Кукольник вскоре приступил к чтению «Руки всевышнего», заметив, впрочем, что он не считает эту драму лучшим своим произведением; что у него задуман целый ряд драм из жизни итальянских художников, требовавших огромной эрудиции, из которых одна – «Джулио Мости»– приведена почти совсем к окончанию, и что это его любимое, задушевное произведение.

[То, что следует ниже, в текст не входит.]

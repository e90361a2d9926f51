//! Mapping from terminal events to UI actions and cell pointer events.

use crossterm::event::{KeyCode, KeyEvent, KeyModifiers, MouseButton, MouseEvent, MouseEventKind};

use crate::types::{PointerPhase, UiAction};

/// Map keyboard input to UI actions.
pub fn handle_key_event(key: KeyEvent) -> Option<UiAction> {
    if should_quit(key) {
        return Some(UiAction::Quit);
    }
    match key.code {
        KeyCode::Left | KeyCode::Char('h') | KeyCode::Char('H') | KeyCode::Char('a') | KeyCode::Char('A') => {
            Some(UiAction::Left)
        }
        KeyCode::Right | KeyCode::Char('l') | KeyCode::Char('L') | KeyCode::Char('d') | KeyCode::Char('D') => {
            Some(UiAction::Right)
        }
        KeyCode::Up | KeyCode::Char('k') | KeyCode::Char('K') | KeyCode::Char('w') | KeyCode::Char('W') => {
            Some(UiAction::Up)
        }
        KeyCode::Down | KeyCode::Char('j') | KeyCode::Char('J') | KeyCode::Char('s') | KeyCode::Char('S') => {
            Some(UiAction::Down)
        }

        KeyCode::Enter => Some(UiAction::Confirm),
        KeyCode::Char(' ') => Some(UiAction::Grab),
        KeyCode::Esc | KeyCode::Backspace => Some(UiAction::Back),
        KeyCode::Char('p') | KeyCode::Char('P') => Some(UiAction::Pause),

        KeyCode::Char(c @ '1'..='9') => c.to_digit(10).map(|d| UiAction::Select(d as u8)),

        _ => None,
    }
}

/// Check if key should quit the game.
pub fn should_quit(key: KeyEvent) -> bool {
    matches!(key.code, KeyCode::Char('q') | KeyCode::Char('Q'))
        || (key.code == KeyCode::Char('c') && key.modifiers.contains(KeyModifiers::CONTROL))
}

/// Left-button gesture at a terminal cell.
#[derive(Debug, Clone, Copy, PartialEq, Eq)]
pub struct CellPointer {
    pub phase: PointerPhase,
    pub column: u16,
    pub row: u16,
}

/// Map a mouse event to a pointer gesture. Only the left button drags.
pub fn handle_mouse_event(mouse: MouseEvent) -> Option<CellPointer> {
    let phase = match mouse.kind {
        MouseEventKind::Down(MouseButton::Left) => PointerPhase::Down,
        MouseEventKind::Drag(MouseButton::Left) => PointerPhase::Drag,
        MouseEventKind::Up(MouseButton::Left) => PointerPhase::Up,
        _ => return None,
    };
    Some(CellPointer {
        phase,
        column: mouse.column,
        row: mouse.row,
    })
}

#[cfg(test)]
mod tests {
    use super::*;

    fn mouse(kind: MouseEventKind, column: u16, row: u16) -> MouseEvent {
        MouseEvent {
            kind,
            column,
            row,
            modifiers: KeyModifiers::NONE,
        }
    }

    #[test]
    fn test_direction_keys() {
        assert_eq!(handle_key_event(KeyEvent::from(KeyCode::Left)), Some(UiAction::Left));
        assert_eq!(handle_key_event(KeyEvent::from(KeyCode::Char('L'))), Some(UiAction::Right));
        assert_eq!(handle_key_event(KeyEvent::from(KeyCode::Char('k'))), Some(UiAction::Up));
        assert_eq!(handle_key_event(KeyEvent::from(KeyCode::Down)), Some(UiAction::Down));
    }

    #[test]
    fn test_action_keys() {
        assert_eq!(handle_key_event(KeyEvent::from(KeyCode::Enter)), Some(UiAction::Confirm));
        assert_eq!(handle_key_event(KeyEvent::from(KeyCode::Char(' '))), Some(UiAction::Grab));
        assert_eq!(handle_key_event(KeyEvent::from(KeyCode::Char('p'))), Some(UiAction::Pause));
        assert_eq!(handle_key_event(KeyEvent::from(KeyCode::Esc)), Some(UiAction::Back));
        assert_eq!(handle_key_event(KeyEvent::from(KeyCode::Char('2'))), Some(UiAction::Select(2)));
        assert_eq!(handle_key_event(KeyEvent::from(KeyCode::Char('0'))), None);
        assert_eq!(handle_key_event(KeyEvent::from(KeyCode::Char('x'))), None);
    }

    #[test]
    fn test_quit_keys() {
        assert!(should_quit(KeyEvent::from(KeyCode::Char('q'))));
        assert!(should_quit(KeyEvent::new(KeyCode::Char('c'), KeyModifiers::CONTROL)));
        assert!(!should_quit(KeyEvent::from(KeyCode::Char('c'))));
        assert_eq!(handle_key_event(KeyEvent::from(KeyCode::Char('Q'))), Some(UiAction::Quit));
    }

    #[test]
    fn test_mouse_left_button_only() {
        assert_eq!(
            handle_mouse_event(mouse(MouseEventKind::Down(MouseButton::Left), 3, 4)),
            Some(CellPointer {
                phase: PointerPhase::Down,
                column: 3,
                row: 4
            })
        );
        assert_eq!(
            handle_mouse_event(mouse(MouseEventKind::Drag(MouseButton::Left), 5, 6)).map(|p| p.phase),
            Some(PointerPhase::Drag)
        );
        assert_eq!(
            handle_mouse_event(mouse(MouseEventKind::Up(MouseButton::Left), 5, 6)).map(|p| p.phase),
            Some(PointerPhase::Up)
        );
        assert_eq!(handle_mouse_event(mouse(MouseEventKind::Down(MouseButton::Right), 0, 0)), None);
        assert_eq!(handle_mouse_event(mouse(MouseEventKind::Moved, 0, 0)), None);
    }
}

Кукольник прочел нам свою драму мастерски, с эффектом. Слушатели были плохие судьи: им не могло притти в голову ни о том, какая мысль движет произведением, ни о том, заключает ли оно в себе хоть тень исторической правды. Мы восхищались только эффектными стихами и монологами. Этого одного довольно было, чтобы «Рука всевышнего» показалась нам замечательным произведением.

Когда Кукольник кончил, было уже около часа. После изъявления восторгов начались приготовления к ужину.

За ужином Кукольник говорил неумолкаемо, и каждое слово его казалось нам чуть не откровением. Он поразил нас своими обширными и многосторонними сведениями, что было очень немудрено при отсутствии в нас всяких сведений.

После ужина он сел на диване. На столе перед диваном поставлена была бутылка с красным вином. Мы расселись кругом поэта. Речь его становилась все вдохновеннее и возвышеннее – по крайней мере нам так казалось. По поводу кем-то изъявленного восторга о его «Тассе» Кукольник заметил, что это произведение детское, слабое сравнительно с его «Мости» и с тем рядом произведений, которые замышлены им.

– Сказать ли вам, господа, что смущает меня, – произнес Кукольник в заключение, – я с вами буду говорить прямо: меня смущает мысль, что русская публика еще не доросла до понимания серьезных произведений. Много ли в ней таких, как вы? Мне кажется, я брошу писать по-русски, а буду писать или по-итальянски, или по-французски.

Слова эти произвели на всех нас потрясающее впечатление. «У-у! каков!»– подумали мы, перемигнувшись друг с другом, и с некоторым страхом взглянули на Кукольника, как на существо, выходящее из ряду вон, высшее… Потом мне показалось немного подозрительным, чтобы можно было так же хорошо владеть чужими языками, как своим отечественным, но я тотчас же устыдился моего сомнения.

– Мне это больно, горько, – продолжал поэт, и на глазах его, по крайней мере так показалось нам, были слезы, – я люблю Россию горячо, но делать нечего! все-таки, я думаю, придется бросить русский язык…

Мы начали умолять поэта, чтобы он не делал этого и не лишал бы русскую литературу и наше любезное отечество славы; что он и в России найдет себе много истинных приверженцев и почитателей… Что касается до нас, мы почти дали ему клятву в верности на всю жизнь…

Кукольник долго молчал. Бутылка была опорожнена. Он прислонился к спинке дивана и закрыл глаза.

Через несколько минут он поднял веки и медленным взглядом обвел всех нас.

Этот взгляд показался мне до того многозначительным, что я вздрогнул.

– Благодарю вас, искренно и от всего сердца благодарю, – произнес Кукольник глубоко растроганным голосом, – не за себя благодарю – за искусство, великое дело которого вы так горячо принимаете к сердцу… Да, я буду писать по-русски, я должен писать по-русски, уже по одному тому, что я нахожу таких русских, как вы!..

Кукольник встал, обнял нас и сказал, что он счастлив, приобретя себе таких друзей, как мы…

– Добрый хозяин дома даст нам еще бутылку вина, – прибавил Кукольник, – и мы скрепим наш союз брудершафтом.

Мы расстались с поэтом часа в четыре утра, убежденные в его гениальности.

Я долго не мог заснуть и все думал о счастии быть другом такого поэта и говорить ему ты..

1Перевод Дирина «Об обязанностях человека, наставление юноше», с эпиграфом «Правда бо бессмертна есть», напечатан в 1836 г. Пушкин, вместо обещанного предисловия, напечатал в 3 No своего «Современника» краткий взгляд на сочинения Сильвио Пеллико, и Дирин перепечатал этот отзыв в вступлении к своему переводу.